» **ABOUT THIS EXERCISE**
State how many lines of the entries hold the string "tracing". Reply with the number alone.

» **SOURCE RECORDS**
-------------------------

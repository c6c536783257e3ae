//! The validation state machine.
//!
//! [`evaluate`] is a pure function of the stored license, the presented
//! account and the current instant. Checks run in a fixed order and the first
//! failing one decides the outcome:
//!
//! 1. lookup    → `LICENSE_NOT_FOUND`
//! 2. active    → `LICENSE_INACTIVE`
//! 3. expiry    → `LICENSE_EXPIRED` (strictly after the expiry instant)
//! 4. allowlist → `ACCOUNT_NOT_AUTHORIZED` (exact match, never auto-added)
//!
//! [`LicenseEngine::validate`] wraps it with the storage lookup and the audit
//! log write.

use chrono::{DateTime, Utc};
use serde::{Deserialize, Serialize};
use tracing::error;

use crate::engine::LicenseEngine;
use crate::errors::LicenseResult;
use crate::events::{log_license_event, LicenseEvent};
use crate::models::{License, NewLogEntry};
use crate::storage::LicenseStore;

/// Audit reason recorded when the license lookup itself fails.
const STORAGE_FAILURE_REASON: &str = "storage unavailable";

/// Why a validation was refused. Serialized as `SCREAMING_SNAKE_CASE`.
#[derive(Debug, Clone, Copy, PartialEq, Eq, Serialize, Deserialize)]
#[serde(rename_all = "SCREAMING_SNAKE_CASE")]
pub enum DenialCode {
    LicenseNotFound,
    LicenseInactive,
    LicenseExpired,
    AccountNotAuthorized,
}

impl DenialCode {
    pub fn as_str(&self) -> &'static str {
        match self {
            DenialCode::LicenseNotFound => "LICENSE_NOT_FOUND",
            DenialCode::LicenseInactive => "LICENSE_INACTIVE",
            DenialCode::LicenseExpired => "LICENSE_EXPIRED",
            DenialCode::AccountNotAuthorized => "ACCOUNT_NOT_AUTHORIZED",
        }
    }
}

impl std::fmt::Display for DenialCode {
    fn fmt(&self, f: &mut std::fmt::Formatter<'_>) -> std::fmt::Result {
        f.write_str(self.as_str())
    }
}

/// A refused validation.
#[derive(Debug, Clone, PartialEq)]
pub struct Denial {
    pub code: DenialCode,
    /// Short reason written to the audit log.
    pub reason: String,
    /// Message shown to the caller.
    pub message: String,
    /// Current allowlist, only for `ACCOUNT_NOT_AUTHORIZED`.
    pub allowlist: Option<Vec<String>>,
}

/// Outcome of [`evaluate`].
#[derive(Debug, Clone, PartialEq)]
pub enum Decision<'a> {
    Granted(&'a License),
    Denied(Denial),
}

impl Decision<'_> {
    pub fn is_granted(&self) -> bool {
        matches!(self, Decision::Granted(_))
    }
}

/// Decide whether `account_number` may use `license` at `now`.
pub fn evaluate<'a>(
    license: Option<&'a License>,
    account_number: &str,
    now: DateTime<Utc>,
) -> Decision<'a> {
    let Some(license) = license else {
        return Decision::Denied(Denial {
            code: DenialCode::LicenseNotFound,
            reason: "license not found".to_string(),
            message: "This license key does not exist".to_string(),
            allowlist: None,
        });
    };

    if !license.active {
        return Decision::Denied(Denial {
            code: DenialCode::LicenseInactive,
            reason: "license disabled".to_string(),
            message: "This license has been disabled".to_string(),
            allowlist: None,
        });
    }

    if let Some(expiry) = license.expiry_date {
        if now > expiry {
            let date = expiry.format("%Y-%m-%d");
            return Decision::Denied(Denial {
                code: DenialCode::LicenseExpired,
                reason: format!("license expired on {date}"),
                message: format!("This license expired on {date}"),
                allowlist: None,
            });
        }
    }

    if !license.has_account(account_number) {
        return Decision::Denied(Denial {
            code: DenialCode::AccountNotAuthorized,
            reason: "account not authorized".to_string(),
            message: format!(
                "Account {account_number} is not authorized. Contact support to enable it."
            ),
            allowlist: Some(license.account_numbers.clone()),
        });
    }

    Decision::Granted(license)
}

/// A validation request as sent by the client application.
#[derive(Debug, Clone, Default, PartialEq, Serialize, Deserialize)]
#[serde(rename_all = "camelCase")]
pub struct ValidationRequest {
    pub license_key: String,
    pub account_number: String,
    /// Descriptive only; never checked.
    pub account_name: Option<String>,
    /// Descriptive only; never checked.
    pub server_name: Option<String>,
}

impl ValidationRequest {
    pub fn new(license_key: impl Into<String>, account_number: impl Into<String>) -> Self {
        Self {
            license_key: license_key.into(),
            account_number: account_number.into(),
            account_name: None,
            server_name: None,
        }
    }
}

/// Details returned alongside a successful validation.
#[derive(Debug, Clone, PartialEq, Serialize, Deserialize)]
#[serde(rename_all = "camelCase")]
pub struct GrantedLicense {
    pub key: String,
    /// Number of accounts on the allowlist.
    pub accounts_used: usize,
    pub max_accounts: u32,
    pub expiry_date: Option<DateTime<Utc>>,
}

/// What the caller gets back from [`LicenseEngine::validate`].
#[derive(Debug, Clone, PartialEq, Serialize, Deserialize)]
#[serde(rename_all = "camelCase")]
pub struct ValidationResult {
    pub valid: bool,
    #[serde(default, skip_serializing_if = "Option::is_none")]
    pub error: Option<DenialCode>,
    pub message: String,
    #[serde(default, skip_serializing_if = "Option::is_none")]
    pub license: Option<GrantedLicense>,
    /// Current allowlist, returned with `ACCOUNT_NOT_AUTHORIZED` so an
    /// administrator can follow up.
    #[serde(default, skip_serializing_if = "Option::is_none")]
    pub accounts_used: Option<Vec<String>>,
}

impl From<Decision<'_>> for ValidationResult {
    fn from(decision: Decision<'_>) -> Self {
        match decision {
            Decision::Granted(license) => ValidationResult {
                valid: true,
                error: None,
                message: "License is valid".to_string(),
                license: Some(GrantedLicense {
                    key: license.key.clone(),
                    accounts_used: license.account_numbers.len(),
                    max_accounts: license.max_accounts,
                    expiry_date: license.expiry_date,
                }),
                accounts_used: None,
            },
            Decision::Denied(denial) => ValidationResult {
                valid: false,
                error: Some(denial.code),
                message: denial.message,
                license: None,
                accounts_used: denial.allowlist,
            },
        }
    }
}

impl<S: LicenseStore> LicenseEngine<S> {
    /// Validate a key/account pair and record the attempt.
    ///
    /// Exactly one audit entry is appended per call. A failure to append is
    /// reported through `tracing` and does not change the returned result.
    /// Storage failures during the lookup surface as `StorageUnavailable`,
    /// never as a denial.
    pub async fn validate(&self, request: &ValidationRequest) -> LicenseResult<ValidationResult> {
        let license = match self.store.get_license_by_key(&request.license_key).await {
            Ok(license) => license,
            Err(err) => {
                error!(
                    license_key = %request.license_key,
                    "License lookup failed during validation: {err}"
                );
                self.record_attempt(request, Some(STORAGE_FAILURE_REASON.to_string()))
                    .await;
                return Err(err);
            }
        };

        let decision = evaluate(license.as_ref(), &request.account_number, Utc::now());

        let failure = match &decision {
            Decision::Granted(_) => {
                log_license_event(
                    LicenseEvent::Validated,
                    &request.license_key,
                    Some(&format!("account={}", request.account_number)),
                );
                None
            }
            Decision::Denied(denial) => {
                log_license_event(
                    LicenseEvent::ValidationFailed,
                    &request.license_key,
                    Some(&format!(
                        "{} (account={})",
                        denial.code, request.account_number
                    )),
                );
                Some(denial.reason.clone())
            }
        };

        self.record_attempt(request, failure).await;

        Ok(decision.into())
    }

    /// Append the audit entry; `error_message` is `None` for a success.
    async fn record_attempt(&self, request: &ValidationRequest, error_message: Option<String>) {
        let entry = NewLogEntry {
            license_key: request.license_key.clone(),
            account_number: request.account_number.clone(),
            account_name: request.account_name.clone(),
            server_name: request.server_name.clone(),
            success: error_message.is_none(),
            error_message,
        };

        if let Err(err) = self.store.append_log(entry).await {
            error!(
                license_key = %request.license_key,
                account_number = %request.account_number,
                "Failed to record validation attempt: {err}"
            );
        }
    }
}

#[cfg(test)]
mod tests {
    use super::*;
    use crate::models::{LicenseDraft, LicenseId};
    use chrono::{Duration, TimeZone};

    fn license(active: bool, expiry: Option<DateTime<Utc>>) -> License {
        let mut license = LicenseDraft {
            key: "MQL5-TEST".to_string(),
            account_numbers: vec!["1001".to_string(), "1002".to_string()],
            max_accounts: 5,
            expiry_date: expiry,
        }
        .into_license(LicenseId::from("1"), Utc::now());
        license.active = active;
        license
    }

    fn code(decision: &Decision<'_>) -> Option<DenialCode> {
        match decision {
            Decision::Granted(_) => None,
            Decision::Denied(d) => Some(d.code),
        }
    }

    #[test]
    fn missing_license_is_not_found() {
        let decision = evaluate(None, "1001", Utc::now());
        assert_eq!(code(&decision), Some(DenialCode::LicenseNotFound));
    }

    #[test]
    fn inactive_is_checked_before_expiry() {
        let now = Utc::now();
        let lic = license(false, Some(now - Duration::days(30)));
        let decision = evaluate(Some(&lic), "1001", now);
        assert_eq!(code(&decision), Some(DenialCode::LicenseInactive));
    }

    #[test]
    fn expiry_is_checked_before_allowlist() {
        let now = Utc::now();
        let lic = license(true, Some(now - Duration::seconds(1)));
        let decision = evaluate(Some(&lic), "9999", now);
        assert_eq!(code(&decision), Some(DenialCode::LicenseExpired));
    }

    #[test]
    fn expiry_boundary_is_strict() {
        let expiry = Utc.with_ymd_and_hms(2025, 6, 30, 12, 0, 0).unwrap();
        let lic = license(true, Some(expiry));

        assert!(evaluate(Some(&lic), "1001", expiry).is_granted());

        let just_after = expiry + Duration::microseconds(1);
        assert_eq!(
            code(&evaluate(Some(&lic), "1001", just_after)),
            Some(DenialCode::LicenseExpired)
        );
    }

    #[test]
    fn expired_reason_carries_the_date() {
        let expiry = Utc.with_ymd_and_hms(2024, 3, 15, 0, 0, 0).unwrap();
        let lic = license(true, Some(expiry));
        match evaluate(Some(&lic), "1001", expiry + Duration::days(1)) {
            Decision::Denied(denial) => {
                assert_eq!(denial.reason, "license expired on 2024-03-15");
            }
            Decision::Granted(_) => panic!("expected expiry denial"),
        }
    }

    #[test]
    fn unknown_account_is_refused_with_allowlist() {
        let lic = license(true, None);
        match evaluate(Some(&lic), "2002", Utc::now()) {
            Decision::Denied(denial) => {
                assert_eq!(denial.code, DenialCode::AccountNotAuthorized);
                assert_eq!(denial.reason, "account not authorized");
                assert_eq!(denial.allowlist, Some(vec!["1001".into(), "1002".into()]));
            }
            Decision::Granted(_) => panic!("expected allowlist denial"),
        }
    }

    #[test]
    fn account_match_is_exact() {
        let lic = license(true, None);
        assert!(!evaluate(Some(&lic), " 1001", Utc::now()).is_granted());
        assert!(!evaluate(Some(&lic), "100", Utc::now()).is_granted());
        assert!(evaluate(Some(&lic), "1002", Utc::now()).is_granted());
    }

    #[test]
    fn granted_result_reports_usage() {
        let lic = license(true, None);
        let result: ValidationResult = evaluate(Some(&lic), "1001", Utc::now()).into();
        assert!(result.valid);
        let granted = result.license.unwrap();
        assert_eq!(granted.key, "MQL5-TEST");
        assert_eq!(granted.accounts_used, 2);
        assert_eq!(granted.max_accounts, 5);
    }

    #[test]
    fn denied_result_serializes_error_code() {
        let result: ValidationResult = evaluate(None, "1001", Utc::now()).into();
        let json = serde_json::to_value(&result).unwrap();
        assert_eq!(json["valid"], false);
        assert_eq!(json["error"], "LICENSE_NOT_FOUND");
        assert!(json.get("license").is_none());
    }
}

-------------------------

» **TASK RESPONSE**
2